[Opening Provided records section]

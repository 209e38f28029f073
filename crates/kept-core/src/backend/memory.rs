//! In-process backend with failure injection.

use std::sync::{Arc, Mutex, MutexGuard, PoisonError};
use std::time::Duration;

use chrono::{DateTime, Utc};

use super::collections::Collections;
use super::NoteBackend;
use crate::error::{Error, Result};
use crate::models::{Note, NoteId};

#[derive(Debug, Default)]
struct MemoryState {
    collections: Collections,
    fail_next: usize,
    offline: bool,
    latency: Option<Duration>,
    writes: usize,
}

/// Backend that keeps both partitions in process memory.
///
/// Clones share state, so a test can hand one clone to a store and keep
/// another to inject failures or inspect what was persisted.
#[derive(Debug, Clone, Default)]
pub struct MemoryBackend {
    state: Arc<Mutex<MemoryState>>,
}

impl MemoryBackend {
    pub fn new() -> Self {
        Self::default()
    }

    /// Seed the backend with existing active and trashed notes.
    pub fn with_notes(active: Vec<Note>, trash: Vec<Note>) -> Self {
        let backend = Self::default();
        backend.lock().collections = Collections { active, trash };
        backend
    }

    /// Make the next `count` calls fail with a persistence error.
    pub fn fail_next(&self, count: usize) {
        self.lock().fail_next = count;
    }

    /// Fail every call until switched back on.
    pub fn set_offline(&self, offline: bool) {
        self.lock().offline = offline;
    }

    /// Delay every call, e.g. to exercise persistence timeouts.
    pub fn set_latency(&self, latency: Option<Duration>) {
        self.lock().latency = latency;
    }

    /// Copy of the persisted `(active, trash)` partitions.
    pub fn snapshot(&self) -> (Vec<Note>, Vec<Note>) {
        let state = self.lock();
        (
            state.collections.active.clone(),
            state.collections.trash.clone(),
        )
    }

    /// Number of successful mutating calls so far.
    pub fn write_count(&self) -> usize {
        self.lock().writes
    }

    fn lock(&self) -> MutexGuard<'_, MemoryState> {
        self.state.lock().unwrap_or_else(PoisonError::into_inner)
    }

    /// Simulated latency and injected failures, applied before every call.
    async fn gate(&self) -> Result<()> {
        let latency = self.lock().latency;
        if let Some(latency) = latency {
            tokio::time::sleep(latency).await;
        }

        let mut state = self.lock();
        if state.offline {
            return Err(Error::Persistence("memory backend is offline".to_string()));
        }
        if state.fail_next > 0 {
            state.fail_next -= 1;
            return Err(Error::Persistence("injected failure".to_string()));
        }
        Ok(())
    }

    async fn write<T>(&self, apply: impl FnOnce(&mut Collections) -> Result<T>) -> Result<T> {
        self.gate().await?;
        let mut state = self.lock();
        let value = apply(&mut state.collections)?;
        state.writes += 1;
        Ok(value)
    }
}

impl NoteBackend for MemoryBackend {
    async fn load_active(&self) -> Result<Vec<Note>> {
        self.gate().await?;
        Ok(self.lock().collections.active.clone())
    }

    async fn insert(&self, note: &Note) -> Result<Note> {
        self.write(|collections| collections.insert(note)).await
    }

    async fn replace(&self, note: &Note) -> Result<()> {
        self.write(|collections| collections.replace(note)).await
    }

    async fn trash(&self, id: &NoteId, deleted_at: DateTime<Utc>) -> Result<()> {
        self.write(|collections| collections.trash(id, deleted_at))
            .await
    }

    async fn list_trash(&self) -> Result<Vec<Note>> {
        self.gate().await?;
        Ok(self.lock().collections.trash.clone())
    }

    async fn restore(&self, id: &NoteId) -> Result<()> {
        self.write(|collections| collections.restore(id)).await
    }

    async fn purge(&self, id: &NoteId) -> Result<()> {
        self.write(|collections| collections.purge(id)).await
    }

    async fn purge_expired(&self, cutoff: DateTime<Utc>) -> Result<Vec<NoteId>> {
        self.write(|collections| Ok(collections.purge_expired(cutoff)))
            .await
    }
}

[Closing Provided records section]
[Opening Provided records section]

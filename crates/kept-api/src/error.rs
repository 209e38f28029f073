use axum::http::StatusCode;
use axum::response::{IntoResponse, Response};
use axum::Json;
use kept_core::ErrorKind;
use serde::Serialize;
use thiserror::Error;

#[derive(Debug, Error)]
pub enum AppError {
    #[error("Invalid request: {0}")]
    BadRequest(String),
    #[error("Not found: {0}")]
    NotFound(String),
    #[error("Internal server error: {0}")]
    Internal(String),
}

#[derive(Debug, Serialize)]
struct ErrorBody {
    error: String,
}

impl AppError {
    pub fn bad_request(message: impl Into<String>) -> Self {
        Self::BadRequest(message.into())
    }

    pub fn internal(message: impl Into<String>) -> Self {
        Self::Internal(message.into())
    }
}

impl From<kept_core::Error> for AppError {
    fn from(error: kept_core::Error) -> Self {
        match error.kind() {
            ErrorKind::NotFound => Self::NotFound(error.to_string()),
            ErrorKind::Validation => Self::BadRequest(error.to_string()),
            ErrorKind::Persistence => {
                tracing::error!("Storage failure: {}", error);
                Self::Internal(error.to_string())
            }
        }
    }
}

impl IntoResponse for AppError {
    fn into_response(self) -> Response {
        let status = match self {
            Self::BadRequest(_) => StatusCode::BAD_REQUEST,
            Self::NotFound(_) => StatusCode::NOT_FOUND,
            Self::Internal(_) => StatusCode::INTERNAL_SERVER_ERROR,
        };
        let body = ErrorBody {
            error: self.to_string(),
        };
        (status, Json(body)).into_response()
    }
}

[Closing Provided records section]
[Opening Provided records section]

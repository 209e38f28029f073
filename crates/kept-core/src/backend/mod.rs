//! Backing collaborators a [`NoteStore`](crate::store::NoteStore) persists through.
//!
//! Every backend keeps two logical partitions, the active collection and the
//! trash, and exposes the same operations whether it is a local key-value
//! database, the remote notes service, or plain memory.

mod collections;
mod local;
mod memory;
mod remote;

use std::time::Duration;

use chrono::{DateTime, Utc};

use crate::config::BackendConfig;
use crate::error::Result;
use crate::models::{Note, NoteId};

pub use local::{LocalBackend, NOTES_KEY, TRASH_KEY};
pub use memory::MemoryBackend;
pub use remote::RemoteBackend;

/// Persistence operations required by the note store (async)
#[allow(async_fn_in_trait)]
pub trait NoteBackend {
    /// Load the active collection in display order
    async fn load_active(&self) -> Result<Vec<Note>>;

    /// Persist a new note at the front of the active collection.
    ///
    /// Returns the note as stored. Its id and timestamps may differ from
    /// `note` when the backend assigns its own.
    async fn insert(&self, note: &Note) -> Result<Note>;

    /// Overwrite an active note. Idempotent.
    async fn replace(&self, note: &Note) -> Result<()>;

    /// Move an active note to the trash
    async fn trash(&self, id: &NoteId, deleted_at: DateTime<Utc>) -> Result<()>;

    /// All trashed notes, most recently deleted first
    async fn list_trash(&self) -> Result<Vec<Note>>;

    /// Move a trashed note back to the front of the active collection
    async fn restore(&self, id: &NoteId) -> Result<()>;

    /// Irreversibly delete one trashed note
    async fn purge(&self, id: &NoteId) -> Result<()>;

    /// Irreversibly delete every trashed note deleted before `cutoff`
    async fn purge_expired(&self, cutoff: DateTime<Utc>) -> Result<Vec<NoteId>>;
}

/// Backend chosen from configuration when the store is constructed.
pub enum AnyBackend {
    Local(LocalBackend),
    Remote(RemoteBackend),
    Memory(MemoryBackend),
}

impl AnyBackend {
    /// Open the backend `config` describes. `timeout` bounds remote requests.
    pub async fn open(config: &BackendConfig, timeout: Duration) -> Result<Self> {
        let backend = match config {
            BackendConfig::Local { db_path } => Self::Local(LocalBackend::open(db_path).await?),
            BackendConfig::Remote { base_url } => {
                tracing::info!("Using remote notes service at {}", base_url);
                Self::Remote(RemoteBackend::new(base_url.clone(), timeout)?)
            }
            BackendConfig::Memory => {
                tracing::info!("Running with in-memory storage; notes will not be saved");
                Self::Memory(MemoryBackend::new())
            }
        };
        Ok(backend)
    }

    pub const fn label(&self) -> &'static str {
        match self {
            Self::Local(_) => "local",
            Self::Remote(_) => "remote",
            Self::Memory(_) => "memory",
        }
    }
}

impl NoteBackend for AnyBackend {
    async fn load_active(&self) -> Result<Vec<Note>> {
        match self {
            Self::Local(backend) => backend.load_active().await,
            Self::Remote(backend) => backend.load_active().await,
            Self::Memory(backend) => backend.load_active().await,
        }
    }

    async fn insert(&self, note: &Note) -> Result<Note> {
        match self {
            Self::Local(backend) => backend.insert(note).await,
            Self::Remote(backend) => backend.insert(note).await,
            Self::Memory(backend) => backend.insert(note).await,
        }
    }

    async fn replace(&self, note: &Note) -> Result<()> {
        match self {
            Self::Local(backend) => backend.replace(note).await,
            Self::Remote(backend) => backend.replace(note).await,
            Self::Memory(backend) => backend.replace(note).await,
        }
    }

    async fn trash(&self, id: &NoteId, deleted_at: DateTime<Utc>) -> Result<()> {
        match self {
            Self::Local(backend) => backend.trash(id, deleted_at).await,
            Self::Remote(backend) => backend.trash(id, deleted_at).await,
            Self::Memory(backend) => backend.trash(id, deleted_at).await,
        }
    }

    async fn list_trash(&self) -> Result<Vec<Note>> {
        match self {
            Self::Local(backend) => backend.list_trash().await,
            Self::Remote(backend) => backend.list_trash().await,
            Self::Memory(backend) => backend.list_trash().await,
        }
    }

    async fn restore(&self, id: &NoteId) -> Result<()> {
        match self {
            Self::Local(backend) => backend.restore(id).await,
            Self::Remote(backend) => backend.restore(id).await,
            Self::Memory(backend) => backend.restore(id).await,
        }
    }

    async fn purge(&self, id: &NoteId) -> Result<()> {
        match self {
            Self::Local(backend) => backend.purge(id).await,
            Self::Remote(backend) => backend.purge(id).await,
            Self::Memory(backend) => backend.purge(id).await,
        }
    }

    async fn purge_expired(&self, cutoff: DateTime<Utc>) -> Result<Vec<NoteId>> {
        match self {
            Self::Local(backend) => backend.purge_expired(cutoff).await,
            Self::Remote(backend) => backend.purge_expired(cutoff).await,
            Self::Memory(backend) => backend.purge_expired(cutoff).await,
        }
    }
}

[Closing Provided records section]

> Your assignment:
All that belongs in your answer is the stretch of entries above from the line with "the active collection." through the line with "DateTime<Utc>) -> Result<()>;", printed exactly.

> Response to this exercise:
    /// Persist a new note at the front of the active collection.
    ///
    /// Returns the note as stored. Its id and timestamps may differ from
    /// `note` when the backend assigns its own.
    async fn insert(&self, note: &Note) -> Result<Note>;

    /// Overwrite an active note. Idempotent.
    async fn replace(&self, note: &Note) -> Result<()>;

    /// Move an active note to the trash
    async fn trash(&self, id: &NoteId, deleted_at: DateTime<Utc>) -> Result<()>;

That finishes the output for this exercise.